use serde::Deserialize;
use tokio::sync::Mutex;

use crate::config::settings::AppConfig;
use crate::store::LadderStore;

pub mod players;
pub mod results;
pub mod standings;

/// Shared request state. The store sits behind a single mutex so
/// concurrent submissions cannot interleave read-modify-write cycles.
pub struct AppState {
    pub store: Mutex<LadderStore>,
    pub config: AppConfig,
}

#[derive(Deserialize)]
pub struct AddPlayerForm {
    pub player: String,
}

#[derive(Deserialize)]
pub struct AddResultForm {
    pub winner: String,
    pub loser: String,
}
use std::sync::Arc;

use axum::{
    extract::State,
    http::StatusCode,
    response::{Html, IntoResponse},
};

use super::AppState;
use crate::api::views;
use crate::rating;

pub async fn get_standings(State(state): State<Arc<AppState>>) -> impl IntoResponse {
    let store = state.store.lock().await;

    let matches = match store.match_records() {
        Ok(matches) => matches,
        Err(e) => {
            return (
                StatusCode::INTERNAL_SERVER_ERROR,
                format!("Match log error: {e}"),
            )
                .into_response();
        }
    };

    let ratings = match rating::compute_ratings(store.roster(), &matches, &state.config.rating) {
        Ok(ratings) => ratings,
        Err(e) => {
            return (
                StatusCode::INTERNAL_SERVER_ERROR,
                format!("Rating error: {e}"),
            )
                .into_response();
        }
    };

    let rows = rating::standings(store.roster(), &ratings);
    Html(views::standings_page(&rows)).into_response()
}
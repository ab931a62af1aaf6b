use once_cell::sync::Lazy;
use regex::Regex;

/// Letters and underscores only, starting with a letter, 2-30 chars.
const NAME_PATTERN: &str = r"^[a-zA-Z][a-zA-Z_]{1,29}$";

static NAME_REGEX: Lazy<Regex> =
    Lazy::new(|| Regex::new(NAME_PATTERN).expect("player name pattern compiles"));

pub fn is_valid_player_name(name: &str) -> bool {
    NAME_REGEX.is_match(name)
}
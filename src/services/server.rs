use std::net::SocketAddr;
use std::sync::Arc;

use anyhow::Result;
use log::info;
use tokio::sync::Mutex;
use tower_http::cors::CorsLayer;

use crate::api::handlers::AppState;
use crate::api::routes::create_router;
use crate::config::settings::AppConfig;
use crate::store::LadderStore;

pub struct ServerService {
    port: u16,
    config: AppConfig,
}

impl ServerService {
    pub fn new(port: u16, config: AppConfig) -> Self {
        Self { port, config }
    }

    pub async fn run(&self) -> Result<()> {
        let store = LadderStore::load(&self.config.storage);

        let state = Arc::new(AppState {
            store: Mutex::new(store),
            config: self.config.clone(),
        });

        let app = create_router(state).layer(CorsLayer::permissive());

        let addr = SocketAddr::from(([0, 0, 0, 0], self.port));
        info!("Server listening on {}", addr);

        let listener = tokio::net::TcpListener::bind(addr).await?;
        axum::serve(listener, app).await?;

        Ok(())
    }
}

_Problem to work on:_ Please retype all of the lines above exactly as they stand.

_Response:_
use serde::Deserialize;
use tokio::sync::Mutex;

use crate::config::settings::AppConfig;
use crate::store::LadderStore;

pub mod players;
pub mod results;
pub mod standings;

/// Shared request state. The store sits behind a single mutex so
/// concurrent submissions cannot interleave read-modify-write cycles.
pub struct AppState {
    pub store: Mutex<LadderStore>,
    pub config: AppConfig,
}

#[derive(Deserialize)]
pub struct AddPlayerForm {
    pub player: String,
}

#[derive(Deserialize)]
pub struct AddResultForm {
    pub winner: String,
    pub loser: String,
}
use std::sync::Arc;

use axum::{
    extract::State,
    http::StatusCode,
    response::{Html, IntoResponse},
};

use super::AppState;
use crate::api::views;
use crate::rating;

pub async fn get_standings(State(state): State<Arc<AppState>>) -> impl IntoResponse {
    let store = state.store.lock().await;

    let matches = match store.match_records() {
        Ok(matches) => matches,
        Err(e) => {
            return (
                StatusCode::INTERNAL_SERVER_ERROR,
                format!("Match log error: {e}"),
            )
                .into_response();
        }
    };

    let ratings = match rating::compute_ratings(store.roster(), &matches, &state.config.rating) {
        Ok(ratings) => ratings,
        Err(e) => {
            return (
                StatusCode::INTERNAL_SERVER_ERROR,
                format!("Rating error: {e}"),
            )
                .into_response();
        }
    };

    let rows = rating::standings(store.roster(), &ratings);
    Html(views::standings_page(&rows)).into_response()
}
repository ab931a62af1aaf6b
use once_cell::sync::Lazy;
use regex::Regex;

/// Letters and underscores only, starting with a letter, 2-30 chars.
const NAME_PATTERN: &str = r"^[a-zA-Z][a-zA-Z_]{1,29}$";

static NAME_REGEX: Lazy<Regex> =
    Lazy::new(|| Regex::new(NAME_PATTERN).expect("player name pattern compiles"));

pub fn is_valid_player_name(name: &str) -> bool {
    NAME_REGEX.is_match(name)
}
filename src/services/server.rs
use std::net::SocketAddr;
use std::sync::Arc;

use anyhow::Result;
use log::info;
use tokio::sync::Mutex;
use tower_http::cors::CorsLayer;

use crate::api::handlers::AppState;
use crate::api::routes::create_router;
use crate::config::settings::AppConfig;
use crate::store::LadderStore;

pub struct ServerService {
    port: u16,
    config: AppConfig,
}

impl ServerService {
    pub fn new(port: u16, config: AppConfig) -> Self {
        Self { port, config }
    }

    pub async fn run(&self) -> Result<()> {
        let store = LadderStore::load(&self.config.storage);

        let state = Arc::new(AppState {
            store: Mutex::new(store),
            config: self.config.clone(),
        });

        let app = create_router(state).layer(CorsLayer::permissive());

        let addr = SocketAddr::from(([0, 0, 0, 0], self.port));
        info!("Server listening on {}", addr);

        let listener = tokio::net::TcpListener::bind(addr).await?;
        axum::serve(listener, app).await?;

        Ok(())
    }
}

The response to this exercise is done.